** AIM OF THE EXERCISE **
How many of the lines below contain the word "CompiledExpr"? Only the number is wanted.

** RECORDS TO USE **
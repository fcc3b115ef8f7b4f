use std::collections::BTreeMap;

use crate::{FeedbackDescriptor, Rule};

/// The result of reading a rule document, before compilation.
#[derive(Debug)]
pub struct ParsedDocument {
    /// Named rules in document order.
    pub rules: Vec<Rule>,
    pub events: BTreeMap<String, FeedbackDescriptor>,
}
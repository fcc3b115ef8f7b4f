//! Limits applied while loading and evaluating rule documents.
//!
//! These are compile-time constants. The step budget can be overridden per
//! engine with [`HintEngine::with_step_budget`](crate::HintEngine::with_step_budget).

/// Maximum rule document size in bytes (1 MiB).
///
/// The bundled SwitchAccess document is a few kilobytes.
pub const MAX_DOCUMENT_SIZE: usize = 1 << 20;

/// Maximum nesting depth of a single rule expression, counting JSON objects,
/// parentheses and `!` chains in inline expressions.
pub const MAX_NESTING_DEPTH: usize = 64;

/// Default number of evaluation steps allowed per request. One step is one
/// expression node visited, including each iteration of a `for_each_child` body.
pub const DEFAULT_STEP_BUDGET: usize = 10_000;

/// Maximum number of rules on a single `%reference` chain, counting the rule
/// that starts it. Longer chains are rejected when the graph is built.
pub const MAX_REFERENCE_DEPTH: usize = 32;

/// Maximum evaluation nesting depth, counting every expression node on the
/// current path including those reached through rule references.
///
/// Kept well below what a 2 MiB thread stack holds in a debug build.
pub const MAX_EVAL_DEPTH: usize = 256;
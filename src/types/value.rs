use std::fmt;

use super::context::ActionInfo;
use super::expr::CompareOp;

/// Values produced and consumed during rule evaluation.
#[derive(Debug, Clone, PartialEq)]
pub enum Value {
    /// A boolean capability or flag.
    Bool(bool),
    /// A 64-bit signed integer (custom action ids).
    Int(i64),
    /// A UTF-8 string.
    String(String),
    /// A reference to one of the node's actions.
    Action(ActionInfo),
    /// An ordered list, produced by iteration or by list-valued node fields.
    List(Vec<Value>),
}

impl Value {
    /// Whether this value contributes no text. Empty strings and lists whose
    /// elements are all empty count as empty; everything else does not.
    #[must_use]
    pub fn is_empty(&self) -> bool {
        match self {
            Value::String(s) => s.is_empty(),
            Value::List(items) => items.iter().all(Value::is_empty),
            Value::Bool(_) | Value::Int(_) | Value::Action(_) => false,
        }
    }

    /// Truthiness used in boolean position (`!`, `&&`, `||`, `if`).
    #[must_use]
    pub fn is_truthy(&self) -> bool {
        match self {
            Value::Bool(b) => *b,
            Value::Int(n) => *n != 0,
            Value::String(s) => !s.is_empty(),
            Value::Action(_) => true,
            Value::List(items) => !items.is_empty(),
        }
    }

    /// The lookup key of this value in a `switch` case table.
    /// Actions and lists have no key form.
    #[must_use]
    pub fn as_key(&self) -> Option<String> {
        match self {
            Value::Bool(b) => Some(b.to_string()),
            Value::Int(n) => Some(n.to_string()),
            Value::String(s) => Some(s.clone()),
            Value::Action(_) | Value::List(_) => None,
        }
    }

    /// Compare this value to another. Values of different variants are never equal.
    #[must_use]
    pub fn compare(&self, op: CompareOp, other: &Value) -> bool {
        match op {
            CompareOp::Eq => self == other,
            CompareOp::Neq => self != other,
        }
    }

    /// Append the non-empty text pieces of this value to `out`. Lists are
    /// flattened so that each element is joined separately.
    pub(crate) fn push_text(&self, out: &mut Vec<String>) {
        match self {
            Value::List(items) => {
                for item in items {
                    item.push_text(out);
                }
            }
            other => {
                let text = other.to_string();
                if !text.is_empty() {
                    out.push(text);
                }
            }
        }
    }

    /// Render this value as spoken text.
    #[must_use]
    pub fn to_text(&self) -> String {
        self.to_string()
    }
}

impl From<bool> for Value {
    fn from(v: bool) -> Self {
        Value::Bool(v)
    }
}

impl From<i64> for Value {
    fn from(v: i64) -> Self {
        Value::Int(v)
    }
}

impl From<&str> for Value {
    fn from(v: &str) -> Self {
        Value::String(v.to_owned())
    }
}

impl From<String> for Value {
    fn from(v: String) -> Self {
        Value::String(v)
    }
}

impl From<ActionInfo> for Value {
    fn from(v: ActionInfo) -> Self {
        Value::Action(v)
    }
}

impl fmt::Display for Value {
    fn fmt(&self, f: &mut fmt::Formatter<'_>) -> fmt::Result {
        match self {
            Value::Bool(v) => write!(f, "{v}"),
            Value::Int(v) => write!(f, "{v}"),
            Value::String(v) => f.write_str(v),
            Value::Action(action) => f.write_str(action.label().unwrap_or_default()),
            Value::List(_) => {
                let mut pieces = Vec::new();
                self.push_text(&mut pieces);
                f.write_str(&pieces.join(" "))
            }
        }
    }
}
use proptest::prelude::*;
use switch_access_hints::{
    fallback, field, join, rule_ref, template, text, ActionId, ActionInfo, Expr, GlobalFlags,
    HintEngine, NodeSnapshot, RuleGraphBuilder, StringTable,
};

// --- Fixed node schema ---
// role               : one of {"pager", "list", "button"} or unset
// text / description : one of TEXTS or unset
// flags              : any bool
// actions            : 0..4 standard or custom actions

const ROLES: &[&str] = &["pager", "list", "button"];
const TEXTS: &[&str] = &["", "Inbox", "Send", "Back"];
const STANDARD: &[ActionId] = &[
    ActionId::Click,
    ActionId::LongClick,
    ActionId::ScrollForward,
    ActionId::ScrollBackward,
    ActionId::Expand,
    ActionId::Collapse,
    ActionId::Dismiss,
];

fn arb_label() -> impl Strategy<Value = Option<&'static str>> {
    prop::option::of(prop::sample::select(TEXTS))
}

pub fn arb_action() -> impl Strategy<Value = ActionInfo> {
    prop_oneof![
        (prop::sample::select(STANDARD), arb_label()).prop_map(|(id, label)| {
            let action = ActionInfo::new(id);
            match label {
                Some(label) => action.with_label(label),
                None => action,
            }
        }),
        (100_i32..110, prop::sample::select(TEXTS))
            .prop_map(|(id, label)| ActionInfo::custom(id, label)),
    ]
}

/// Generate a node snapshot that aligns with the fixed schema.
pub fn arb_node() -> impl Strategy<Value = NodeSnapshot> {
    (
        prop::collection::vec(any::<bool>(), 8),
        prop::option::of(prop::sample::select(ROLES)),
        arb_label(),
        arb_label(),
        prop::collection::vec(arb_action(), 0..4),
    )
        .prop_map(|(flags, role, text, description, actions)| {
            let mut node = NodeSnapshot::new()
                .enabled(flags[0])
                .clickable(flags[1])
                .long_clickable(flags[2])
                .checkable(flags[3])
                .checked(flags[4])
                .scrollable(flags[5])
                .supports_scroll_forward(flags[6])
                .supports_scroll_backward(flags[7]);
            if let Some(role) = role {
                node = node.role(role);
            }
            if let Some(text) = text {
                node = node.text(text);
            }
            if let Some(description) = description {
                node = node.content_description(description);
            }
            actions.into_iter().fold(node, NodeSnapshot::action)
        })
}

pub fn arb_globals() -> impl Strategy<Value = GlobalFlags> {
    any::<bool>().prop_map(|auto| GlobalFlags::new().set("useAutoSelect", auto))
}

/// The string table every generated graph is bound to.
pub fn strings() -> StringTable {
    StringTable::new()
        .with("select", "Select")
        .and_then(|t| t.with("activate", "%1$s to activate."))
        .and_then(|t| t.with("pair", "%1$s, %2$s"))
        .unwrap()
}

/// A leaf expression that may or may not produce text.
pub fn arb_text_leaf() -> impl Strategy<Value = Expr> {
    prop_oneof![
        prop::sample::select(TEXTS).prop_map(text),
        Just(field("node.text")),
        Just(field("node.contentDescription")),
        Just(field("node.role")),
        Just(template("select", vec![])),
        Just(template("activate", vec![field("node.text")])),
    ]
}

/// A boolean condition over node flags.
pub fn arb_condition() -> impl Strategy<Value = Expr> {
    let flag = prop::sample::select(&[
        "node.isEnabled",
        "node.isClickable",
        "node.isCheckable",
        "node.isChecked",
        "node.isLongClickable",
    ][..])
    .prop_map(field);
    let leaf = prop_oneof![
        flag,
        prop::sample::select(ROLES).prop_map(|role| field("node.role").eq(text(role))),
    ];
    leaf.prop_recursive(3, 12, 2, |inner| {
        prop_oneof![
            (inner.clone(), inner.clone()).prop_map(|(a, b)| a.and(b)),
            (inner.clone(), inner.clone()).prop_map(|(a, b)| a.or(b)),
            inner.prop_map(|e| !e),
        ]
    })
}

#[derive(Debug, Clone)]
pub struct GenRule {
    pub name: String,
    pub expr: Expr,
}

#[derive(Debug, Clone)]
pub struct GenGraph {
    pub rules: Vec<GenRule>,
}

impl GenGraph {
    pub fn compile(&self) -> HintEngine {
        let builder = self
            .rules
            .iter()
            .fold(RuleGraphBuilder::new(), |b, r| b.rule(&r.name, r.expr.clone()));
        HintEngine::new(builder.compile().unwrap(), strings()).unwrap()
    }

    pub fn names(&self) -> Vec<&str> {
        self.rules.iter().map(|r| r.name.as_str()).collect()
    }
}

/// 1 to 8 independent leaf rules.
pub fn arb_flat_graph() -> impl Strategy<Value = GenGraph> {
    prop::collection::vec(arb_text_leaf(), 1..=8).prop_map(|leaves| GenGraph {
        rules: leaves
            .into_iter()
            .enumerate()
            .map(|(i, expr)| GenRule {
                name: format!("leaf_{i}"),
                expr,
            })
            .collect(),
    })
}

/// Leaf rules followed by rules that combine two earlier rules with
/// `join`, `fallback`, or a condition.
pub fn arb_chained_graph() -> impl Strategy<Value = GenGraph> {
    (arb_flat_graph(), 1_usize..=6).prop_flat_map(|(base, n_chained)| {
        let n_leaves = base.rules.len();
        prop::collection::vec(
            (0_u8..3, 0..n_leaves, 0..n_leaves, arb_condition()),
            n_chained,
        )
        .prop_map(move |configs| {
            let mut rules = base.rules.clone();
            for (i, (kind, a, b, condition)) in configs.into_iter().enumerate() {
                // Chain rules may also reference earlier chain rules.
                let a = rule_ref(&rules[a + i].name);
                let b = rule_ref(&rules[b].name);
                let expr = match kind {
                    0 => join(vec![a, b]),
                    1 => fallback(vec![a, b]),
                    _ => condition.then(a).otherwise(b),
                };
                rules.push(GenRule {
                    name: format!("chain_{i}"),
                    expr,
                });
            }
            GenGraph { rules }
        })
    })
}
* * *
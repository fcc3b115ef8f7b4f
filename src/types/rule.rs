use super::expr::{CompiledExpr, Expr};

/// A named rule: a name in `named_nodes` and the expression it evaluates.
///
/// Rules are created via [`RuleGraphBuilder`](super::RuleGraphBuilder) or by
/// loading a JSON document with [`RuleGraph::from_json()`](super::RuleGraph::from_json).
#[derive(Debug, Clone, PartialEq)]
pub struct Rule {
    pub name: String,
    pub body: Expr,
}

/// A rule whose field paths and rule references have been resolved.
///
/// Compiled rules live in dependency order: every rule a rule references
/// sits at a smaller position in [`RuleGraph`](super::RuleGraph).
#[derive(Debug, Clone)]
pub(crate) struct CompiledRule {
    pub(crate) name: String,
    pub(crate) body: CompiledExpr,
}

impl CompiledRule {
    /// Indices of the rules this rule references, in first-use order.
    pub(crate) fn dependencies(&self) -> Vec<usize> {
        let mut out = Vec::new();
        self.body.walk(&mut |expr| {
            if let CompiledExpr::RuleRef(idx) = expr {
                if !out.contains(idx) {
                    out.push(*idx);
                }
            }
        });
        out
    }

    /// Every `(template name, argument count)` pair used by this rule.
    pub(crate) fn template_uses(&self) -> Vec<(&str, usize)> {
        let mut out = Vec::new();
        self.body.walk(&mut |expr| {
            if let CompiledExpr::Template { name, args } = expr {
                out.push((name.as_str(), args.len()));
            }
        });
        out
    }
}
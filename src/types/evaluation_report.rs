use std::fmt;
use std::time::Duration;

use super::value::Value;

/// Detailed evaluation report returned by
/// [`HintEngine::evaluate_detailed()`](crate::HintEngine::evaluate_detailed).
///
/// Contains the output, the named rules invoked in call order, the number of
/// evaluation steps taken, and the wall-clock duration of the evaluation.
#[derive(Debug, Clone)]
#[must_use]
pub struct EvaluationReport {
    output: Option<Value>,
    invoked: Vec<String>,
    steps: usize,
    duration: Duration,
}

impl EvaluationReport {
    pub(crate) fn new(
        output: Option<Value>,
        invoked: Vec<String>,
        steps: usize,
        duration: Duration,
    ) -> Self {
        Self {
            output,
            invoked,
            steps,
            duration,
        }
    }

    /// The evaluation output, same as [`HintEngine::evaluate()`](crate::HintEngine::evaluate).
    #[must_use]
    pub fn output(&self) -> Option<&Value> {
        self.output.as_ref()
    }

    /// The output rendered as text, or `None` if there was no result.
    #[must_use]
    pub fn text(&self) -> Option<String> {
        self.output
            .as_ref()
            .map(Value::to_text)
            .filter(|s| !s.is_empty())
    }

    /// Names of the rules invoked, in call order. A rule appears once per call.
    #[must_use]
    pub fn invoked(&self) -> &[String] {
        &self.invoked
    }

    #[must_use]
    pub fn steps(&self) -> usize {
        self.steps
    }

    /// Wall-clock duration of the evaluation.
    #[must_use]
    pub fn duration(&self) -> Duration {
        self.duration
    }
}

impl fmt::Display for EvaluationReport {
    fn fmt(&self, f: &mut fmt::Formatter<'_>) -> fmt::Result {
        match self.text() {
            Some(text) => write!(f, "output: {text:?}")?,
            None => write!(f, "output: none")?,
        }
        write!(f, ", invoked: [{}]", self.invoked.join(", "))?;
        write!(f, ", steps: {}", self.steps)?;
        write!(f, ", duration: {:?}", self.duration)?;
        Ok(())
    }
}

** EXERCISE SOLUTION **
4